この季節は18時を過ぎてもまだ明るい。だから時間を見計らって、拡声器を手にイベントステージの檀上へ上がる。
手袋を嵌めた理事長は厳かに口を開いた。
 「我が東響大学のイベント祭り、及び流星群を見に来られた方々にご案内致します。
18時50分より、OBがイベントを盛り上げてくれます。
20分位のショーですが、お楽しみください」


この声は爺ちゃんセンセー。
父の声が聞こえてきた。
 「へえ、何のショーだろう。

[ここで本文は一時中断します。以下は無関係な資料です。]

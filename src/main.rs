use anyhow::{Context, Result};
use clap::{Parser, Subcommand};
use std::path::PathBuf;
use tracing::Level;

use narrator::config::{CliOverrides, NarratorConfig};
use narrator::logging::{self, LogFormat};

#[derive(Parser)]
#[command(name = "narrator")]
#[command(version, about = "Code Narrator - generate READMEs, comments and call graphs for GitHub repositories")]
pub struct Cli {
    /// Path to narrator.toml. Defaults to ./narrator.toml, then the user config dir.
    #[arg(long, global = true)]
    pub config: Option<PathBuf>,

    /// Log level used when RUST_LOG is unset
    #[arg(long, default_value = "info", global = true)]
    pub log_level: Level,

    #[arg(long, value_enum, default_value_t = LogFormat::Plaintext, global = true)]
    pub log_format: LogFormat,

    #[command(subcommand)]
    pub command: Commands,
}

#[derive(Subcommand)]
pub enum Commands {
    /// Start the web server
    Serve {
        /// Port to serve on
        #[arg(short, long)]
        port: Option<u16>,

        /// Address to bind
        #[arg(long)]
        host: Option<String>,

        /// Directory holding the analysis scripts
        #[arg(long)]
        scripts_dir: Option<PathBuf>,

        /// Python interpreter used to run the scripts
        #[arg(long)]
        python: Option<String>,

        /// Auto-open browser after server starts
        #[arg(long)]
        open: bool,

        /// Enable dev mode (CORS permissive for a separately served UI)
        #[arg(long)]
        dev: bool,
    },
    /// View or validate configuration
    Config {
        #[command(subcommand)]
        command: Option<ConfigCommands>,
    },
}

#[derive(Subcommand, Clone)]
pub enum ConfigCommands {
    /// Show the effective configuration (secrets redacted)
    Show,
    /// Validate configuration and show any warnings
    Validate,
}

#[tokio::main]
async fn main() -> Result<()> {
    // A missing .env is normal; anything already in the environment wins.
    let _ = dotenvy::dotenv();

    let cli = Cli::parse();
    logging::init(cli.log_level, cli.log_format).context("Failed to initialise logging")?;

    match &cli.command {
        Commands::Serve {
            port,
            host,
            scripts_dir,
            python,
            open,
            dev,
        } => {
            let overrides = CliOverrides {
                host: host.clone(),
                port: *port,
                python: python.clone(),
                scripts_dir: scripts_dir.clone(),
                dev_mode: *dev,
            };
            let config = NarratorConfig::load(cli.config.as_deref(), overrides)
                .context("Failed to load configuration")?;
            cmd_serve(config, *open).await?;
        }
        Commands::Config { command } => {
            let config = NarratorConfig::load(cli.config.as_deref(), CliOverrides::default())
                .context("Failed to load configuration")?;
            cmd_config(&config, command.clone().unwrap_or(ConfigCommands::Show));
        }
    }

    Ok(())
}

async fn cmd_serve(config: NarratorConfig, open: bool) -> Result<()> {
    if open && !config.dev_mode {
        let url = format!("http://localhost:{}", config.port);
        tokio::spawn(async move {
            // Small delay to let the server start binding
            tokio::time::sleep(tokio::time::Duration::from_millis(500)).await;
            if let Err(e) = open::that(&url) {
                tracing::warn!(error = %e, "Failed to open browser");
            }
        });
    }

    narrator::server::server::start_server(config).await
}

fn cmd_config(config: &NarratorConfig, command: ConfigCommands) {
    match command {
        ConfigCommands::Show => {
            println!();
            println!("Narrator Configuration");
            println!("======================");
            println!();
            for (key, value) in config.summary() {
                println!("  {:<20} {}", key, value);
            }
            println!();
        }
        ConfigCommands::Validate => {
            println!();
            println!("Validating configuration...");
            println!();

            let warnings = config.validate();
            if warnings.is_empty() {
                println!("Configuration is valid.");
            } else {
                println!("Configuration warnings:");
                for warning in warnings {
                    println!("  - {}", warning);
                }
            }
            println!();
        }
    }
}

元宗、行ってみるか」
 「ああ、行ってみる」



スリー、ツー、ワン…。

ショーの時間になるカウントが終わると、明るかった空が段々と薄暗くなってきた。
すると何かが飛んできた。
飛行機かジェットかと見ていたら、戦闘機だ。
sento-ki_1_1.jpg
 (注:フリー素材)

その戦闘機は大きく1回前転して客の頭の上を飛び去って行く。と同時に、違う方向から1機が同じ様に前転して飛び去って行く。と、また違う1機が。計7機の戦闘機がイベントステージの横に置かれてる戦闘機を中心に先端を客に向けて変形ピラミッド型を作った。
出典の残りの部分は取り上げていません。